Cybersecurity researchers have disclosed three security flaws in the popular Sitecore Experience Platform (XP) that could be chained to achieve pre-authenticated remote code execution.
Sitecore Experience Platform is an enterprise-oriented software that provides users with tools for content management, digital marketing, and analytics and reports.
The list of vulnerabilities is as follows -
- CVE-2025-34509 (CVSS score: 8.2) - Use of hard-coded credentials
- CVE-2025-34510 (CVSS score: 8.8) - Post-authenticated remote code execution via path traversal
- CVE-2025-34511 (CVSS score: 8.8) - Post-authenticated remote code execution via Sitecore PowerShell Extension
watchTowr Labs researcher Piotr Bazydlo said the default user account "sitecore\ServicesAPI" has a single-character password that's hard-coded to "b." In its documentation, Sitecore advises customers against changing default user account credentials.
While the user has no roles and permissions assigned in Sitecore, the attack surface management firm found that the credentials could be alternately used against the "/sitecore/admin" API endpoint to sign in as "sitecore\ServicesAPI" and obtain a valid session cookie for the user.
"While we can't access 'Sitecore Applications' (where a significant portion of functionality is defined) as the ServicesAPI has no roles assigned, we can still: (1) Access a number of APIs, and (2) Pass through IIS authorization rules and directly access some endpoints," Bazydlo explained.
This, in turn, opens the door to remote code execution via a zip slip vulnerability that makes it possible to upload a specially crafted ZIP file via the "/sitecore/shell/Applications/Dialogs/Upload/Upload2.aspx" endpoint and causes the archive's contents (e.g., a web shell) to be written to the webroot directory.
The entire sequence of actions is listed below -
- Authenticate as the "sitecore\ServicesAPI" user
- Access Upload2.aspx
- Upload a ZIP file, which contains a web shell called /\/../<web_shell>
- When prompted, check the Unzip option and complete the upload
- Access the web shell
The third vulnerability has to do with an unrestricted file upload flaw in PowerShell Extensions that can also be exploited as the "sitecore\ServicesAPI" user to achieve remote code execution through the "/sitecore%20modules/Shell/PowerShell/UploadFile/PowerShellUploadFile2.aspx" endpoint.

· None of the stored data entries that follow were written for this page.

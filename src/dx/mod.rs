//! Low-level DX format parsing.
//!
//! [`FileObjectTable::parse`] splits a file into [`ObjectRecord`]s; the
//! records expose the typed header fields the higher-level cube and line
//! stores are built on.

mod record;
mod table;

pub use record::{
    DataAddress, DataRepr, DataType, ObjectClass, ObjectRecord, RegArrayParams,
};
pub use table::{DataEntry, FileObjectTable};
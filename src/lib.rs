//! # dxseis
//!
//! Reader, writer and merge tooling for seismic data stored in an
//! OpenDX-derived hybrid text/binary format: regularly-gridded 3D cubes and
//! piecewise-linear 2D lines.
//!
//! ## Modules
//!
//! - [`util`] - Errors, math helpers, the undefined-value sentinel
//! - [`dx`] - Low-level object-description parser for the textual headers
//! - [`core`] - Grid geometry, time axes, trace resampling
//! - [`cube`] - 3D cube stores ([`CubeReader`], [`CubeWriter`])
//! - [`line`] - 2D line stores ([`LineReader`], [`LineWriter`])
//! - [`merge`] - Multi-cube merge and single-source reduction
//!
//! ## Example
//!
//! ```ignore
//! use dxseis::prelude::*;
//!
//! let mut cube = CubeReader::open("survey.dx")?;
//! let trace = cube.trace_at(100, 100)?;
//!
//! dxseis::merge::join_cubes(&["a.dx", "b.dx"], "joined.dx", &mut NoProgress)?;
//! ```

pub mod core;
pub mod cube;
pub mod dx;
pub mod line;
pub mod merge;
pub mod util;

// Re-export commonly used types
pub use crate::core::{join_time_axes, resample_trace, GridGeometry, TimeAxis, TraceStore};
pub use crate::cube::{CubeReader, CubeWriter};
pub use crate::line::{LinePoint, LineReader, LineWriter};
pub use crate::util::{Error, Result};

/// Prelude module for convenient imports
pub mod prelude {
    pub use crate::core::{join_time_axes, resample_trace, GridGeometry, TimeAxis, TraceStore};
    pub use crate::cube::{CubeReader, CubeWriter};
    pub use crate::dx::{FileObjectTable, ObjectRecord};
    pub use crate::line::{LinePoint, LineReader, LineWriter};
    pub use crate::merge::{join_cubes, reduce_cube_geometry, MergeReport, NoProgress};
    pub use crate::util::{is_undefined, DVec2, DVec3, Error, Result, UNDEF};
}
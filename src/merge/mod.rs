//! Merging cubes by spatial reprojection and time-axis resampling.
//!
//! [`join_cubes`] builds one output cube covering the footprint of all
//! inputs; [`reduce_cube_geometry`] resamples one cube onto another cube's
//! grid. Both fill every output cell exactly once, in row-major order, and
//! fall back to the undefined trace where no input has data.

use std::path::Path;

use tracing::info;

use crate::core::{join_time_axes, resample_trace, TraceStore};
use crate::cube::{CubeReader, CubeWriter};
use crate::util::{is_undefined, Result};

/// Per-cell progress callback, invoked once per output trace.
pub trait ProgressSink {
    fn report(&mut self, current: u64, total: u64);
}

/// Progress sink that does nothing.
pub struct NoProgress;

impl ProgressSink for NoProgress {
    fn report(&mut self, _current: u64, _total: u64) {}
}

/// Final counters of a merge pass.
#[derive(Clone, Copy, Debug, PartialEq, Eq)]
pub struct MergeReport {
    /// Output traces written (the full output grid)
    pub n_total: u64,
    /// Output traces sourced from an input cube; the remainder were written
    /// fully undefined
    pub n_from_cubes: u64,
}

/// Fill every cell of `writer` from the first cube in `cubes` that covers
/// it with a usable trace.
///
/// A candidate trace is rejected when its first sample is undefined; the
/// first sample serves as the whole-trace validity flag in this format, so
/// a partially-undefined trace with a defined first sample is still used.
fn fill_output_cells(
    cubes: &mut [CubeReader],
    writer: &mut CubeWriter,
    progress: &mut dyn ProgressSink,
) -> Result<MergeReport> {
    let out_geometry = writer.geometry();
    let out_axis = writer.time_axis();
    let n_final = out_geometry.num_traces();

    let mut n_total = 0u64;
    let mut n_from_cubes = 0u64;
    for (inl, xln) in out_geometry.cells() {
        let p = out_geometry.cell_coordinates(i64::from(inl), i64::from(xln));
        let mut written = false;
        for cube in cubes.iter_mut() {
            if !cube.geometry().contains_point(p) {
                continue;
            }
            let trace = cube.nearest_trace(p)?;
            if is_undefined(trace[0]) {
                // undefined trace, try the next cube
                continue;
            }
            let resampled = resample_trace(&trace, cube.time_axis(), out_axis);
            writer.write_trace_at_xy(p, &resampled)?;
            written = true;
            n_from_cubes += 1;
            break;
        }
        if !written {
            writer.write_undef_trace_at_xy(p)?;
        }
        n_total += 1;
        progress.report(n_total, n_final);
    }
    Ok(MergeReport {
        n_total,
        n_from_cubes,
    })
}

/// Merge cubes into one output file.
///
/// The first input is the reference: the output grid reuses its step
/// vectors, widened to cover every input's footprint; the output time axis
/// joins all input axes at the finest step. Inputs are tried in the order
/// supplied, so earlier cubes take priority where footprints overlap.
pub fn join_cubes(
    inputs: &[impl AsRef<Path>],
    output: impl AsRef<Path>,
    progress: &mut dyn ProgressSink,
) -> Result<MergeReport> {
    assert!(!inputs.is_empty(), "join_cubes needs at least one input");
    let mut cubes = inputs
        .iter()
        .map(CubeReader::open)
        .collect::<Result<Vec<_>>>()?;

    let other_geoms: Vec<_> = cubes[1..].iter().map(|c| c.geometry()).collect();
    let wrap = cubes[0].geometry().wraparound(&other_geoms);
    let joint_axis = cubes[1..]
        .iter()
        .fold(cubes[0].time_axis(), |acc, c| {
            join_time_axes(acc, c.time_axis())
        });
    info!(
        n_inputs = cubes.len(),
        n_i = wrap.n_i(),
        n_x = wrap.n_x(),
        n_samples = joint_axis.n_samples,
        "joining cubes"
    );

    let mut writer = CubeWriter::create(output, wrap, joint_axis)?;
    let report = fill_output_cells(&mut cubes, &mut writer, progress)?;
    println!("Total number of traces written: {}", report.n_total);
    println!("Number of points taken from cubes: {}", report.n_from_cubes);
    Ok(report)
}

/// Resample `source` onto `target`'s own grid and time axis.
///
/// The output copies the target cube's geometry unchanged; data comes only
/// from the source cube. Cells the source does not cover come out fully
/// undefined.
pub fn reduce_cube_geometry(
    target: impl AsRef<Path>,
    source: impl AsRef<Path>,
    output: impl AsRef<Path>,
    progress: &mut dyn ProgressSink,
) -> Result<MergeReport> {
    let target = CubeReader::open(target)?;
    let mut cubes = vec![CubeReader::open(source)?];
    info!(
        n_i = target.geometry().n_i(),
        n_x = target.geometry().n_x(),
        "reducing cube to target geometry"
    );

    let mut writer = CubeWriter::create(output, target.geometry(), target.time_axis())?;
    let report = fill_output_cells(&mut cubes, &mut writer, progress)?;
    println!("Total number of traces written: {}", report.n_total);
    println!("Number of points taken from cubes: {}", report.n_from_cubes);
    Ok(report)
}
/// 입찰 기록 추가
pub const INSERT_RECORD: &str = r#"
    INSERT INTO bid_records (
        category, brand, product, full_name, phone_number, email, proposed_bid, action_date
    )
    VALUES (?, ?, ?, ?, ?, ?, ?, ?)
"#;

/// 모든 입찰 기록 조회 (저장 순서)
pub const GET_ALL_RECORDS: &str = r#"
    SELECT category, brand, product, full_name, phone_number, email, proposed_bid, action_date
    FROM bid_records
    ORDER BY rowid
"#;

/// 입찰 기록 수 조회
pub const COUNT_RECORDS: &str = "SELECT COUNT(*) FROM bid_records";

/// 상품별 입찰 기록 조회
pub const GET_PRODUCT_RECORDS: &str = r#"
    SELECT category, brand, product, full_name, phone_number, email, proposed_bid, action_date
    FROM bid_records
    WHERE product = ?
    ORDER BY rowid
"#;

watchTowr pointed out that the hard-coded password originates from within the Sitecore installer that imports a pre-configured user database with the ServicesAPI password set to "b." This change, the company said, went into effect starting version 10.1.
This also means that the exploit chain only works if users have installed Sitecore using installers for versions ≥ 10.1. Users are likely not impacted if they were previously running a version prior to 10.1 and then upgraded to a newer vulnerable version, assuming the old database is being migrated, and not the database embedded within the installation package.
With previously disclosed flaws in Sitecore XP coming under active exploitation in the wild (CVE-2019-9874 and CVE-2019-9875), it's essential that users apply the latest patches, if not already, to safeguard against potential cyber threats.
"By default, recent versions of Sitecore shipped with a user that had a hard-coded password of 'b.' It's 2025, and we can't believe we still have to say this, but that's very bad," Benjamin Harris, CEO and founder of watchTowr, told The Hacker News in a statement.
"Sitecore is deployed across thousands of environments, including banks, airlines, and global enterprises – so the blast radius here is massive. And no, this isn't theoretical: we've run the full chain, end-to-end. If you're running Sitecore, it doesn't get worse than this – rotate creds and patch immediately before attackers inevitably reverse engineer the fix."
Update
When reached for comment, a Sitecore spokesperson shared the following statement with The Hacker News: "We are aware of the recent report from watchTowr identifying several vulnerabilities in our software. We have actively collaborated with them to address the issue and have published a Knowledge Base article with details of patches and steps to remediate."
The company also pointed out it has remediated a previous finding from watchTowr in February 2025 (CVE-2025-27218, CVSS score: 5.3), which it said had been fixed in December 2024.
"Our customer support teams have proactively communicated these updates to our affected clients. All impacted SaaS products have been remediated, and we strongly advise in-scope on-premises customers to promptly apply the provided patches," the spokesperson said.
(The story was updated after publication to include a response from Sitecore.)